**SUPPLIED DATA:**
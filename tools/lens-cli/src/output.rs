//! Output formatting for the CLI.

use chrono::{DateTime, Local, Utc};
use console::{style, Term};
use indicatif::{ProgressBar, ProgressStyle};

/// Output handler for CLI messages.
#[derive(Clone)]
pub struct Output {
    verbose: bool,
    json: bool,
    term: Term,
}

impl Output {
    /// Create a new output handler.
    pub fn new(verbose: bool, json: bool) -> Self {
        Self {
            verbose,
            json,
            term: Term::stdout(),
        }
    }

    /// Print an info message.
    pub fn info(&self, msg: &str) {
        if self.json {
            return;
        }
        println!("{} {}", style("ℹ").blue(), msg);
    }

    /// Print a success message.
    pub fn success(&self, msg: &str) {
        if self.json {
            return;
        }
        println!("{} {}", style("✓").green(), msg);
    }

    /// Print a warning message.
    pub fn warn(&self, msg: &str) {
        if self.json {
            return;
        }
        eprintln!("{} {}", style("⚠").yellow(), msg);
    }

    /// Print an error message.
    pub fn error(&self, msg: &str) {
        if self.json {
            eprintln!("{}", serde_json::json!({ "error": msg }));
            return;
        }
        eprintln!("{} {}", style("✗").red(), style(msg).red());
    }

    /// Print a debug message (only in verbose mode).
    pub fn debug(&self, msg: &str) {
        if !self.verbose || self.json {
            return;
        }
        eprintln!("{} {}", style("→").dim(), style(msg).dim());
    }

    /// Print a header/title.
    pub fn header(&self, msg: &str) {
        if self.json {
            return;
        }
        println!("\n{}", style(msg).bold().underlined());
    }

    /// Print a highlighted banner line.
    pub fn banner(&self, msg: &str) {
        if self.json {
            return;
        }
        println!("{}", style(format!(" {} ", msg)).black().on_yellow());
    }

    /// Print JSON output.
    pub fn json<T: serde::Serialize>(&self, value: &T) {
        if let Ok(json) = serde_json::to_string_pretty(value) {
            println!("{}", json);
        }
    }

    /// Print a key-value pair.
    pub fn kv(&self, key: &str, value: &str) {
        if self.json {
            return;
        }
        println!("  {}: {}", style(key).dim(), value);
    }

    /// Print a list item.
    pub fn list_item(&self, item: &str) {
        if self.json {
            return;
        }
        println!("  {} {}", style("•").dim(), item);
    }

    /// Print a table row.
    pub fn table_row(&self, cols: &[&str], widths: &[usize]) {
        if self.json {
            return;
        }
        let formatted: Vec<String> = cols
            .iter()
            .zip(widths.iter())
            .map(|(col, width)| pad(col, *width))
            .collect();
        println!("  {}", formatted.join("  "));
    }

    /// Create a spinner for indeterminate progress.
    pub fn spinner(&self, msg: &str) -> ProgressBar {
        if self.json {
            return ProgressBar::hidden();
        }

        let pb = ProgressBar::new_spinner();
        if let Ok(spinner_style) = ProgressStyle::default_spinner().template("{spinner:.green} {msg}") {
            pb.set_style(spinner_style);
        }
        pb.set_message(msg.to_string());
        pb.enable_steady_tick(std::time::Duration::from_millis(100));
        pb
    }

    /// Check if verbose mode is enabled.
    pub fn is_verbose(&self) -> bool {
        self.verbose
    }

    /// Check if JSON mode is enabled.
    pub fn is_json(&self) -> bool {
        self.json
    }

    /// Get terminal width, 80 when not attached to a terminal.
    pub fn term_width(&self) -> usize {
        match self.term.size_checked() {
            Some((_, cols)) => cols as usize,
            None => 80,
        }
    }
}

/// Pad to `width` columns, measuring styled text by its visible width.
fn pad(text: &str, width: usize) -> String {
    let visible = console::measure_text_width(text);
    format!("{}{}", text, " ".repeat(width.saturating_sub(visible)))
}

/// Format a numeric price; unknown prices render as "-".
pub fn format_price(amount: f64) -> String {
    if amount > 0.0 {
        format!("${:.2}", amount)
    } else {
        "-".to_string()
    }
}

/// Shorten to at most `max` characters, marking the cut with "…".
pub fn truncate(text: &str, max: usize) -> String {
    if text.chars().count() <= max {
        return text.to_string();
    }
    let kept: String = text.chars().take(max.saturating_sub(1)).collect();
    format!("{}…", kept)
}

/// Format a timestamp in local time.
pub fn format_timestamp(at: &DateTime<Utc>) -> String {
    at.with_timezone(&Local).format("%Y-%m-%d %H:%M").to_string()
}
//! Shopping search against the provider, with synthetic fallback.
//!
//! [`ShoppingSearchClient::search`] always produces a [`SearchResultSet`].
//! Anything that stops live results (timeout, relay trouble, bad status,
//! provider error, unusable body) is recorded on the diagnostics channel
//! and answered with demo data tagged as synthetic.

use crate::config::{ProxyChoice, SearchConfig, SearchOptions};
use crate::provider::ShoppingResponse;
use crate::synthetic;
use chrono::Utc;
use lens_commerce::{SearchResultSet, ShoppingResult};
use lens_data::{FetchClient, FetchError, HttpTransport, Response, TimeoutConfig, Upstream};
use lens_observability::Diagnostics;
use std::sync::Arc;
use thiserror::Error;
use url::form_urlencoded;

/// Google Shopping category filter for books.
pub const BOOK_CATEGORY_FILTER: &str = "mr:1,cat:784";

/// Why live results were not used.
#[derive(Error, Debug, Clone, PartialEq)]
pub enum ShoppingFailure {
    #[error("Mock data enabled")]
    MockMode,

    #[error("No provider API key configured")]
    MissingApiKey,

    #[error("Request timed out")]
    Timeout,

    #[error("Network error: {0}")]
    Network(String),

    #[error("Provider returned HTTP {status}: {message}")]
    Status { status: u16, message: String },

    #[error("Provider error: {0}")]
    Provider(String),

    #[error("Unreadable provider response: {0}")]
    Malformed(String),

    #[error("No shopping results found")]
    Empty,

    #[error("Could not build provider request: {0}")]
    InvalidRequest(String),
}

impl ShoppingFailure {
    pub fn stage(&self) -> &'static str {
        match self {
            ShoppingFailure::MockMode => "shopping.mock",
            ShoppingFailure::MissingApiKey => "shopping.config",
            ShoppingFailure::Timeout => "shopping.timeout",
            ShoppingFailure::Network(_) => "shopping.network",
            ShoppingFailure::Status { .. } => "shopping.status",
            ShoppingFailure::Provider(_) => "shopping.provider",
            ShoppingFailure::Malformed(_) => "shopping.malformed",
            ShoppingFailure::Empty => "shopping.empty",
            ShoppingFailure::InvalidRequest(_) => "shopping.request",
        }
    }
}

impl From<FetchError> for ShoppingFailure {
    fn from(error: FetchError) -> Self {
        match error {
            FetchError::Timeout(_) => ShoppingFailure::Timeout,
            FetchError::InvalidUrl(msg) | FetchError::JsonError(msg) => {
                ShoppingFailure::InvalidRequest(msg)
            }
            other => ShoppingFailure::Network(other.to_string()),
        }
    }
}

/// Client for the provider's shopping search.
#[derive(Debug, Clone)]
pub struct ShoppingSearchClient {
    config: SearchConfig,
    fetch: FetchClient,
    diagnostics: Diagnostics,
}

impl ShoppingSearchClient {
    pub fn new(config: SearchConfig, diagnostics: Diagnostics) -> Self {
        let timeouts = TimeoutConfig::from_total(config.search_timeout());
        let fetch = FetchClient::reqwest_with_timeouts(Upstream::ShoppingSearch, timeouts);
        Self::from_fetch(fetch, config, diagnostics)
    }

    /// Use a custom transport, e.g. a stub in tests.
    pub fn with_transport(
        transport: Arc<dyn HttpTransport>,
        config: SearchConfig,
        diagnostics: Diagnostics,
    ) -> Self {
        Self::from_fetch(
            FetchClient::new(transport, Upstream::ShoppingSearch),
            config,
            diagnostics,
        )
    }

    /// Use a prepared [`FetchClient`] as is, keeping its timeouts.
    pub fn from_parts(fetch: FetchClient, config: SearchConfig, diagnostics: Diagnostics) -> Self {
        Self {
            config,
            fetch,
            diagnostics,
        }
    }

    fn from_fetch(fetch: FetchClient, config: SearchConfig, diagnostics: Diagnostics) -> Self {
        let fetch = fetch
            .with_timeouts(TimeoutConfig::from_total(config.search_timeout()))
            .with_default_header("Accept", "application/json");
        Self::from_parts(fetch, config, diagnostics)
    }

    pub fn config(&self) -> &SearchConfig {
        &self.config
    }

    /// Search with the configured defaults and an explicit limit.
    pub async fn search(&self, query: &str, limit: usize) -> SearchResultSet {
        self.search_with(query, &SearchOptions::default().with_limit(limit))
            .await
    }

    /// Search with per-call overrides.
    pub async fn search_with(&self, query: &str, options: &SearchOptions) -> SearchResultSet {
        let limit = options.limit.unwrap_or(self.config.default_limit);
        let is_book = options.is_book || synthetic::is_book_query(query);
        let mock = options.mock.unwrap_or(self.config.mock_mode);

        let outcome = if mock {
            Err(ShoppingFailure::MockMode)
        } else {
            self.fetch_live(query, is_book, limit, options.proxy.as_ref()).await
        };

        match outcome {
            Ok(results) => {
                tracing::info!(query, count = results.len(), is_book, "shopping results received");
                SearchResultSet::live(query, results).truncate(limit)
            }
            Err(failure) => {
                if failure == ShoppingFailure::MockMode {
                    tracing::debug!(query, "mock mode on, serving demo shopping results");
                } else {
                    self.diagnostics.record(failure.stage(), failure.to_string());
                }
                let results = synthetic::shopping_results(query, is_book);
                SearchResultSet::synthetic(query, results, failure.to_string()).truncate(limit)
            }
        }
    }

    async fn fetch_live(
        &self,
        query: &str,
        is_book: bool,
        limit: usize,
        proxy: Option<&ProxyChoice>,
    ) -> Result<Vec<ShoppingResult>, ShoppingFailure> {
        if !self.config.has_api_key() {
            return Err(ShoppingFailure::MissingApiKey);
        }

        let target = self.target_url(query, is_book, limit)?;
        let relay = self.relay(proxy);
        let url = match relay {
            Some(prefix) => relayed_url(prefix, &target),
            None => target,
        };

        let mut request = self.fetch.get(url);
        if relay.is_some() {
            if let Some(key) = self.config.proxy_api_key.as_deref() {
                request = request.header("x-cors-api-key", key);
            }
        }
        tracing::debug!(query, relay = relay.unwrap_or("direct"), "searching provider");

        let response = request.send().await?;
        parse_results(&response)
    }

    /// `{provider}/search.json` with every search parameter encoded.
    pub fn target_url(&self, query: &str, is_book: bool, limit: usize) -> Result<String, ShoppingFailure> {
        let endpoint = format!("{}/search.json", self.config.provider_url.trim_end_matches('/'));
        let url = url::Url::parse_with_params(&endpoint, self.params(query, is_book, limit))
            .map_err(|e| ShoppingFailure::InvalidRequest(e.to_string()))?;
        Ok(url.into())
    }

    fn params(&self, query: &str, is_book: bool, limit: usize) -> Vec<(&'static str, String)> {
        let mut params = vec![
            ("engine", "google_shopping".to_string()),
            ("q", query.to_string()),
            ("gl", self.config.gl.clone()),
            ("hl", self.config.hl.clone()),
            ("num", limit.max(1).to_string()),
            ("api_key", self.config.api_key.clone()),
            ("_t", Utc::now().timestamp_millis().to_string()),
        ];
        if is_book {
            params.push(("tbs", BOOK_CATEGORY_FILTER.to_string()));
        }
        params
    }

    fn relay<'a>(&'a self, choice: Option<&'a ProxyChoice>) -> Option<&'a str> {
        match choice {
            None => self.config.selected_proxy(),
            Some(ProxyChoice::Direct) => None,
            Some(ProxyChoice::Index(index)) => self
                .config
                .proxies
                .get(*index)
                .or_else(|| self.config.proxies.first())
                .map(String::as_str),
            Some(ProxyChoice::Url(prefix)) => Some(prefix.as_str()),
        }
    }
}

/// `{prefix}{percent-encoded target}`.
pub fn relayed_url(prefix: &str, target: &str) -> String {
    let encoded: String = form_urlencoded::byte_serialize(target.as_bytes()).collect();
    format!("{}{}", prefix, encoded)
}

fn parse_results(response: &Response) -> Result<Vec<ShoppingResult>, ShoppingFailure> {
    if !response.is_success() {
        return Err(ShoppingFailure::Status {
            status: response.status,
            message: response.error_message(),
        });
    }

    let body: ShoppingResponse = response
        .json()
        .map_err(|e| ShoppingFailure::Malformed(e.to_string()))?;

    if let Some(error) = body.error.filter(|e| !e.trim().is_empty()) {
        return Err(ShoppingFailure::Provider(error));
    }
    if body.shopping_results.is_empty() {
        return Err(ShoppingFailure::Empty);
    }

    Ok(body
        .shopping_results
        .into_iter()
        .enumerate()
        .map(|(i, offer)| offer.into_result(i))
        .collect())
}
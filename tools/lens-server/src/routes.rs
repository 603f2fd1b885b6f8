//! HTTP routes.

use std::sync::Arc;
use std::time::Instant;

use axum::body::Bytes;
use axum::extract::{Request, State};
use axum::middleware::{self, Next};
use axum::response::{IntoResponse, Response};
use axum::routing::{get, post};
use axum::{Json, Router};
use http::StatusCode;
use serde::Deserialize;
use serde_json::json;

use crate::upstream::LensUpstream;

pub const MISSING_IMAGE_URL: &str = "Missing imageUrl in request body";
pub const UPSTREAM_FAILURE: &str = "Failed to fetch results from the image search provider";

/// Shared handler state.
#[derive(Clone)]
pub struct AppState {
    pub upstream: Arc<dyn LensUpstream>,
}

#[derive(Debug, Deserialize)]
struct LensRequest {
    #[serde(rename = "imageUrl", default)]
    image_url: Option<String>,
}

/// Build the application router.
pub fn router(state: AppState) -> Router {
    Router::new()
        .route("/api/google-lens", post(google_lens))
        .route("/api/health", get(health))
        .layer(middleware::from_fn(log_requests))
        .with_state(state)
}

async fn google_lens(State(state): State<AppState>, body: Bytes) -> Response {
    let request: LensRequest = match serde_json::from_slice(&body) {
        Ok(request) => request,
        Err(e) => {
            return error_response(
                StatusCode::BAD_REQUEST,
                json!({ "error": format!("Invalid JSON body: {}", e) }),
            )
        }
    };

    let image_url = match request.image_url.as_deref().map(str::trim) {
        Some(url) if !url.is_empty() => url,
        _ => return error_response(StatusCode::BAD_REQUEST, json!({ "error": MISSING_IMAGE_URL })),
    };

    tracing::info!(image_len = image_url.len(), inline = image_url.starts_with("data:"), "visual match request");

    match state.upstream.lens(image_url).await {
        Ok(payload) => {
            tracing::debug!(matches = payload.match_count(), "visual match response");
            (StatusCode::OK, Json(payload)).into_response()
        }
        Err(e) => {
            tracing::error!(error = %e, "visual match upstream failed");
            error_response(
                StatusCode::INTERNAL_SERVER_ERROR,
                json!({ "error": e.to_string(), "message": UPSTREAM_FAILURE }),
            )
        }
    }
}

async fn health() -> Json<serde_json::Value> {
    Json(json!({ "status": "ok", "message": "API server is running" }))
}

fn error_response(status: StatusCode, body: serde_json::Value) -> Response {
    (status, Json(body)).into_response()
}

async fn log_requests(request: Request, next: Next) -> Response {
    let method = request.method().clone();
    let path = request.uri().path().to_string();
    let started = Instant::now();

    let response = next.run(request).await;

    tracing::info!(
        method = %method,
        path = %path,
        status = response.status().as_u16(),
        elapsed_ms = started.elapsed().as_millis() as u64,
        "request"
    );
    response
}
//! Logging and diagnostics for PriceLens.
//!
//! - [`init_logging`] installs the process-wide `tracing` subscriber in
//!   human or JSON format.
//! - [`Diagnostics`] keeps the recent fallback reasons that never surface as
//!   errors, so a front end can explain why it is showing demo data.

pub mod diagnostics;
pub mod error;
pub mod logging;

pub use diagnostics::{DiagnosticEvent, Diagnostics};
pub use error::ObservabilityError;
pub use logging::{init_logging, LogConfig, LogFormat, LogLevel};

/// Prelude for convenient imports.
pub mod prelude {
    pub use crate::diagnostics::{DiagnosticEvent, Diagnostics};
    pub use crate::logging::{init_logging, LogConfig, LogFormat, LogLevel};
    pub use crate::ObservabilityError;
}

**THE TASK:**
From the data above, copy each line with the string "impl" in it.

**WRITTEN RESPONSE:**
impl Output {
impl ShoppingFailure {
impl From<FetchError> for ShoppingFailure {
impl ShoppingSearchClient {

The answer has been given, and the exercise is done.